I have a 66 and it came with some parts loose/off the car including the horns. I tested the horns and put them on and installed a new engine compartment harness.  I took the steering wheel off and if I put a jumper lead from one horn stud on the turn switch to the other and the horn will go off. I thought I was good to go but when I put the wheel back on no horn. I then tried a standard mustang wheel and still no horn. Not sure what to check now- any ideas?

J_Speegle

First step - do you have power to one of the posts/brushes behind the wheel?

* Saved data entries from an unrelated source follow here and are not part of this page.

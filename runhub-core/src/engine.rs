use crate::bus::{run_topic, BusEvent, EventBus, RUNNERS_TOPIC};
use crate::config::CoreConfig;
use crate::error::{CoreError, CoreResult};
use crate::events::{EventKind, RunEvent, Severity};
use crate::external::{BotCatalog, NotificationIntent, NotificationSink, SecretsResolver};
use crate::queue::RunQueue;
use crate::registry::RunnerRegistry;
use crate::store::{RunPatch, RunStore};
use crate::types::*;
use crate::wire::{AssignPayload, HitlRequestPayload, HitlResolvedPayload, JobRef, ServerMessage};
use rand::RngCore;
use serde_json::{json, Value};
use sha2::{Digest, Sha256};
use std::sync::Arc;
use tracing::{debug, info, warn};
use uuid::Uuid;

/// Error code stamped on runs orphaned by a dropped session.
pub const RUNNER_DISCONNECTED: &str = "RUNNER_DISCONNECTED";
/// Error code stamped by the timeout sweep.
pub const TIMEOUT: &str = "TIMEOUT";
/// Error code stamped when an approval request expires with auto-reject.
pub const APPROVAL_EXPIRED: &str = "APPROVAL_EXPIRED";

/// Rolling quota window for "monthly" run counting.
const MONTH_MS: i64 = 30 * 24 * 3600 * 1000;

/// Human decision applied to a pending approval request.
#[derive(Clone, Debug)]
pub struct HitlDecision {
    pub action: HitlAction,
    pub comments: Option<String>,
    pub modified_data: Option<Value>,
    pub escalate_to: Option<String>,
}

/// Registration input for a new runner agent.
#[derive(Clone, Debug, serde::Deserialize)]
#[serde(rename_all = "camelCase", default)]
pub struct RegisterRunnerSpec {
    pub name: String,
    pub labels: std::collections::BTreeMap<String, String>,
    pub capabilities: RunnerCapabilities,
    pub max_concurrent_jobs: u32,
    pub vm_config: Option<VmConfig>,
}

impl Default for RegisterRunnerSpec {
    fn default() -> Self {
        Self {
            name: String::new(),
            labels: Default::default(),
            capabilities: Default::default(),
            max_concurrent_jobs: 1,
            vm_config: None,
        }
    }
}

/// Sole owner of run state. Every status change flows through here; the
/// store's `conditional_update_run` serializes concurrent writers, so a
/// transition either lands exactly once or reports the status that beat it.
pub struct LifecycleEngine {
    store: Arc<dyn RunStore>,
    queue: Arc<RunQueue>,
    bus: Arc<EventBus>,
    registry: Arc<RunnerRegistry>,
    catalog: Arc<dyn BotCatalog>,
    secrets: Arc<dyn SecretsResolver>,
    notifier: Arc<dyn NotificationSink>,
    config: CoreConfig,
}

second - what happens (horns work) when you, for a second, apply power to the other post/brush?
Jeff Speegle- Mustang & Shelby detail collector, ConcoursMustang.com mentor :) and Judge

BDT 739

If all is good with Jeffs replay #1. I would check the continuity of both steering wheels. From the slip ring to the terminals of the horn with the wheel removed.

Road Reptile

Hi,
A horn circuit is fairly simple and I think most of your testing proves the fault will be in the steering wheel. You need clean brush contacts-clean and lubed slip rings and a good connection between the horn button and slip rings. If you dont have an ohm meter
you should get one. Use the meter to prove continuity through the wheel to the slip rings. Remember a horn is a high amp circuit,
as with any electrical component needs clean soild connections to operate.
Hope this helps.
R.R.

cboss70

Thanks for the feedback. I was able to confirm over the weekend that I did have power to one of the posts and when I put a jumper between the two the horn goes off. I took apart the parts in the wheel and cleaned it up but still no go. I will have to figure out how to test the slip ring continuity. I see they sell rebuild kits so I may order one just in case but based on the feedback and what I'm seeing so far it does in fact seem like a wheel issue. Thanks as always for the insight. 

Royce Peterson

I have had several of the reproduction steering wheels that had to be assembled properly to fix the horn not blowing. Two of them were shorted to ground which made the circuit breaker in the headlamp switch blow repeatedly until it burned out. One was open which was a little harder to troubleshoot but the hardware turned out to be the problem with that one too.